--- START ---
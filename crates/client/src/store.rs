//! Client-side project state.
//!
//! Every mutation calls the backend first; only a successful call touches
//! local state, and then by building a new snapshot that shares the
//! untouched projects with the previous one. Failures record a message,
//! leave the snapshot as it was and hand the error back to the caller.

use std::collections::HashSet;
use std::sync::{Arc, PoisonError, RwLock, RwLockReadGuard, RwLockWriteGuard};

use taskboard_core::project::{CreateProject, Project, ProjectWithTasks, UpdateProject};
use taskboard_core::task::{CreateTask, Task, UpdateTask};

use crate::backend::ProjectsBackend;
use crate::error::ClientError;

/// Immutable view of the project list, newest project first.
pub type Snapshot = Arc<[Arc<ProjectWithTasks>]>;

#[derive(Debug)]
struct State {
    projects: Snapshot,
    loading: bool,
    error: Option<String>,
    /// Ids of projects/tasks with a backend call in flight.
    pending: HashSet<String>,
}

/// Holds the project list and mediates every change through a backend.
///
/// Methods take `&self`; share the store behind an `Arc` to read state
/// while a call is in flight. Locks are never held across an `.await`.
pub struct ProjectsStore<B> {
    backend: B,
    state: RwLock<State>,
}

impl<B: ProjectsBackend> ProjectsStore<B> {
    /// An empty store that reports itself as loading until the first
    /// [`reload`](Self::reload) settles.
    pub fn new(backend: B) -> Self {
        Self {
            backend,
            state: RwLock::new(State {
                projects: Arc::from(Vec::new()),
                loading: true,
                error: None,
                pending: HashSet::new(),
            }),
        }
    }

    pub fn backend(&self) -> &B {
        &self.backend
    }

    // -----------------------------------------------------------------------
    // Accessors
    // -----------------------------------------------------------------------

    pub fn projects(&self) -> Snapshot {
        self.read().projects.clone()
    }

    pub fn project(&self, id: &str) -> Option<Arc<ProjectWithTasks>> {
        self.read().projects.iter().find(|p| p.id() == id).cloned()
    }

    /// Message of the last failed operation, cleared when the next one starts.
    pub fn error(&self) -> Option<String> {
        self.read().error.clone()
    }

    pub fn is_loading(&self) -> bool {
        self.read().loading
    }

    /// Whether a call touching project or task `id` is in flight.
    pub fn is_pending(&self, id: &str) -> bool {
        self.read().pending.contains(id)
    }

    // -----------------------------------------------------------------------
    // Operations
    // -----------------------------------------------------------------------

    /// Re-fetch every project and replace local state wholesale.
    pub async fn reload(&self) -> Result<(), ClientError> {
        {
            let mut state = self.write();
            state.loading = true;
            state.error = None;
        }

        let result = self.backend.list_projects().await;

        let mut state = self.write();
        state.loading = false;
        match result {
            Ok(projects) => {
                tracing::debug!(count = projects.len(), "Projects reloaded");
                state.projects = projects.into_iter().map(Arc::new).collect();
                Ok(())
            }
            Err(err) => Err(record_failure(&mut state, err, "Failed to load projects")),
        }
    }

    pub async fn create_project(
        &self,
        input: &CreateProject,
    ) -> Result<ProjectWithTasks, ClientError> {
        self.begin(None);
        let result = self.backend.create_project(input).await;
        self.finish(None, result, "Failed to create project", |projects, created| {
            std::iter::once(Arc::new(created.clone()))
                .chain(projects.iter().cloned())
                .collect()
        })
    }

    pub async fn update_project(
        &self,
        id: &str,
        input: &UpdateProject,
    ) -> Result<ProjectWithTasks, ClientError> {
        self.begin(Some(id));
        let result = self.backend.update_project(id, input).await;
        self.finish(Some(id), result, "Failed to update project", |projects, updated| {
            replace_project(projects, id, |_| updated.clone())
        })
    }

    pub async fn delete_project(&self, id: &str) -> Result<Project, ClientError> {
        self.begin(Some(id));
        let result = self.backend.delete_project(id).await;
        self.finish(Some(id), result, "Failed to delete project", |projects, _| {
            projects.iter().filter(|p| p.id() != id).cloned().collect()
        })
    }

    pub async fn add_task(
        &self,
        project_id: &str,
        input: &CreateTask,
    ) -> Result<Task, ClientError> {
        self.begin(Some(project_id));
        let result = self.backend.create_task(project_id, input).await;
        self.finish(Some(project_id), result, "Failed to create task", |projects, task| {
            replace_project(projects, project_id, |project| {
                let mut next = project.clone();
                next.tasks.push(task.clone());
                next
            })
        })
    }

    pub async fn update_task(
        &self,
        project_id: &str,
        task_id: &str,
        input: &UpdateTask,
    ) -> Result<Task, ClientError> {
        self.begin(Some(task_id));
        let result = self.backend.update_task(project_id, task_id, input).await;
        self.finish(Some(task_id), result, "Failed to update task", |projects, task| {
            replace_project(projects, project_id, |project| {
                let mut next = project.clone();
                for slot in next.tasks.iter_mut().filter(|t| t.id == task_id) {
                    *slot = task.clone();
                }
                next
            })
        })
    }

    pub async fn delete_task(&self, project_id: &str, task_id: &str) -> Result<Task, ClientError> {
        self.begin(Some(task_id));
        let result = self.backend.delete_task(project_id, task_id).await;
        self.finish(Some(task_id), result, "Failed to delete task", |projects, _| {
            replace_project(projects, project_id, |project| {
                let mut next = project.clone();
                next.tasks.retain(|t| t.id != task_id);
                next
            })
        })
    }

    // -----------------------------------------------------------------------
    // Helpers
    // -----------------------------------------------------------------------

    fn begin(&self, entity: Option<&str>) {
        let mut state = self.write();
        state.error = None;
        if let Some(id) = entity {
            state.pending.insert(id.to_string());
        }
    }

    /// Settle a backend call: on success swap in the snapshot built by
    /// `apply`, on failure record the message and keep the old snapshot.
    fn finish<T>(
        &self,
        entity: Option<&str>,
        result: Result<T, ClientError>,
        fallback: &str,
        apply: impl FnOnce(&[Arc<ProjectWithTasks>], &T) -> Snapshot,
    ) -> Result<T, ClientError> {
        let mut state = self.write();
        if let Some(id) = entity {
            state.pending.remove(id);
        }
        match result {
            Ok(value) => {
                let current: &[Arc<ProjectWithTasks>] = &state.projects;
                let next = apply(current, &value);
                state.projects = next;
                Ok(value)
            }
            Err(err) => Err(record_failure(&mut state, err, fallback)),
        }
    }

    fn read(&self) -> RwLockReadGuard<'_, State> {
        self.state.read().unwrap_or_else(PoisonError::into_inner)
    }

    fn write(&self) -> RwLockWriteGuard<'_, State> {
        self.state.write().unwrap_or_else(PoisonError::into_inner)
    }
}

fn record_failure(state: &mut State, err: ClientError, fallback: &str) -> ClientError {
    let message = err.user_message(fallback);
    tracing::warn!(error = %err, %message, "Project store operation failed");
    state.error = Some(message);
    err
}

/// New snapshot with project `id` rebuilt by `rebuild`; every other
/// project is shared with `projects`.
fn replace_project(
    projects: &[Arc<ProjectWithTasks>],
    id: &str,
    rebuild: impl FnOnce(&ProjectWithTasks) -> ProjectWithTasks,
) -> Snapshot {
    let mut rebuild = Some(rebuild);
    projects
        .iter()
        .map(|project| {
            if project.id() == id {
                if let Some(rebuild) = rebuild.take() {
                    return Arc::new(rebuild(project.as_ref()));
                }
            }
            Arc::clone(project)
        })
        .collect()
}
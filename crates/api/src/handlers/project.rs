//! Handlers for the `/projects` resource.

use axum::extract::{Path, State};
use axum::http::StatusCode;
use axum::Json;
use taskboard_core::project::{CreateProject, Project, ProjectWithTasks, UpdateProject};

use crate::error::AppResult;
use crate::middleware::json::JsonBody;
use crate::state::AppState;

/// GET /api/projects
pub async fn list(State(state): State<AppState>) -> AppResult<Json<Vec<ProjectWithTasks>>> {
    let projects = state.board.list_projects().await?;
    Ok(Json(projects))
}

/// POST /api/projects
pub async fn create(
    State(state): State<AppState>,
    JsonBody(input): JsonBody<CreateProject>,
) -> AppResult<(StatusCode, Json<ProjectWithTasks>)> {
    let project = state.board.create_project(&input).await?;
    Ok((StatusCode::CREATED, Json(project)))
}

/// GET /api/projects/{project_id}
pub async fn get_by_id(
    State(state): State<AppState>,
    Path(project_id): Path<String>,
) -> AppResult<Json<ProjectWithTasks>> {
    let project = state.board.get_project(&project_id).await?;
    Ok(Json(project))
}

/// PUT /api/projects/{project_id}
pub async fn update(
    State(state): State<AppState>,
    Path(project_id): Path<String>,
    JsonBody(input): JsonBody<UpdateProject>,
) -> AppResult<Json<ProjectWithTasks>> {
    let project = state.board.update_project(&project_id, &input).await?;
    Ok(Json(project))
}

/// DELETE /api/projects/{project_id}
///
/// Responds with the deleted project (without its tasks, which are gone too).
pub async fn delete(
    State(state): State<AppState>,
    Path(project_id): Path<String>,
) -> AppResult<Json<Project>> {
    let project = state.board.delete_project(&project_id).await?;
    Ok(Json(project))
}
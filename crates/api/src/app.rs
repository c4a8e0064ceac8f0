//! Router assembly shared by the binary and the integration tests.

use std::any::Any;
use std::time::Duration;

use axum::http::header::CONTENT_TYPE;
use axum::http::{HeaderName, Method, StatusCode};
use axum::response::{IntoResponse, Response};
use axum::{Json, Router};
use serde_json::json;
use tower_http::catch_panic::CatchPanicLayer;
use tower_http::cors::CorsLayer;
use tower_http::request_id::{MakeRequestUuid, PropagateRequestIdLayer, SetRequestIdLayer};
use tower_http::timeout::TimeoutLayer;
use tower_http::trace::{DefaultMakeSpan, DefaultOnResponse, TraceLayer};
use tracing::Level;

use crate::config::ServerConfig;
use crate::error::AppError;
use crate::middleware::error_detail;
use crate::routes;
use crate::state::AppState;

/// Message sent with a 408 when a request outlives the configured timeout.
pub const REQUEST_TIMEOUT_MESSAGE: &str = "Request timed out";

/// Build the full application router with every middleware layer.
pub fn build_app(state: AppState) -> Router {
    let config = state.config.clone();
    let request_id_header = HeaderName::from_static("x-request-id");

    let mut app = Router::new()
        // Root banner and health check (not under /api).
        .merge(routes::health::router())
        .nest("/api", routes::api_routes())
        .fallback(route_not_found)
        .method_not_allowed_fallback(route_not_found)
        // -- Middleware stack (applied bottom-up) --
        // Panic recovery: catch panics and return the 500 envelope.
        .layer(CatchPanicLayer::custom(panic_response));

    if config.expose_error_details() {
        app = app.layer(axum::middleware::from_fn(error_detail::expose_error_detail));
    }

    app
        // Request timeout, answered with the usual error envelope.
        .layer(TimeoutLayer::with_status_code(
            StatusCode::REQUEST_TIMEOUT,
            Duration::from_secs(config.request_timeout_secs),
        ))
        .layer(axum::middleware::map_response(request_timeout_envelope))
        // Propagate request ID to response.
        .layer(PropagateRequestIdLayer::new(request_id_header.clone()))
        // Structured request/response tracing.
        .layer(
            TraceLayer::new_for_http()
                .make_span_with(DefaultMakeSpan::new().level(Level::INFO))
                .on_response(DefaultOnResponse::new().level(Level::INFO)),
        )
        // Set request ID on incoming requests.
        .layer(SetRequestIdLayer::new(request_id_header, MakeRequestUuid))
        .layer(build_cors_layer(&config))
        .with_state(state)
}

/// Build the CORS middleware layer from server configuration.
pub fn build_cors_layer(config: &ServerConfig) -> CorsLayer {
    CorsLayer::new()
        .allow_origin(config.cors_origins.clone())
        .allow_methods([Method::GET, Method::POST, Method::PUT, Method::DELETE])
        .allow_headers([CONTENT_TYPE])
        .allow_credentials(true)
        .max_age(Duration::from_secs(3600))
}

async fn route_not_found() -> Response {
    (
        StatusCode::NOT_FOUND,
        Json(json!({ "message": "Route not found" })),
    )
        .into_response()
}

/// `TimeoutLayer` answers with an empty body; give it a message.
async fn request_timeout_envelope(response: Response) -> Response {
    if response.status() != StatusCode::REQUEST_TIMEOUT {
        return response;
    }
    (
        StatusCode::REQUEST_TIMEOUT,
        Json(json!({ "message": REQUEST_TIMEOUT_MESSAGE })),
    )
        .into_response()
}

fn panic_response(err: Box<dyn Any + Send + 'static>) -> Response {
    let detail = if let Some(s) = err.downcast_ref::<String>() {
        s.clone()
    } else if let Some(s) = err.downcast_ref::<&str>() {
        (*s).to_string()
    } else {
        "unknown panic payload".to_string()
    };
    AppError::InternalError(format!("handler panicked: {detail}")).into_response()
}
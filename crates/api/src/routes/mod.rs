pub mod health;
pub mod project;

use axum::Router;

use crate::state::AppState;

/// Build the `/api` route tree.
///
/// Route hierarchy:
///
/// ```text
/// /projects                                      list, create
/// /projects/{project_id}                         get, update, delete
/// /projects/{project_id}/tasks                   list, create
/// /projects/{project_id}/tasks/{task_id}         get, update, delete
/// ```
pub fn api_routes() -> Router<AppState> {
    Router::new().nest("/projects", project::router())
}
--- END ---
#### Exercise instructions:
Extract the lines of the preceding material that run from the line with "filename crates/api/src/app.rs" through the line with "use tower_http::cors::CorsLayer;", inclusive, reproducing them exactly and adding nothing.

#### Output of the task:
filename crates/api/src/app.rs
repository c4a8e0064ceac8f0
//! Router assembly shared by the binary and the integration tests.

use std::any::Any;
use std::time::Duration;

use axum::http::header::CONTENT_TYPE;
use axum::http::{HeaderName, Method, StatusCode};
use axum::response::{IntoResponse, Response};
use axum::{Json, Router};
use serde_json::json;
use tower_http::catch_panic::CatchPanicLayer;
use tower_http::cors::CorsLayer;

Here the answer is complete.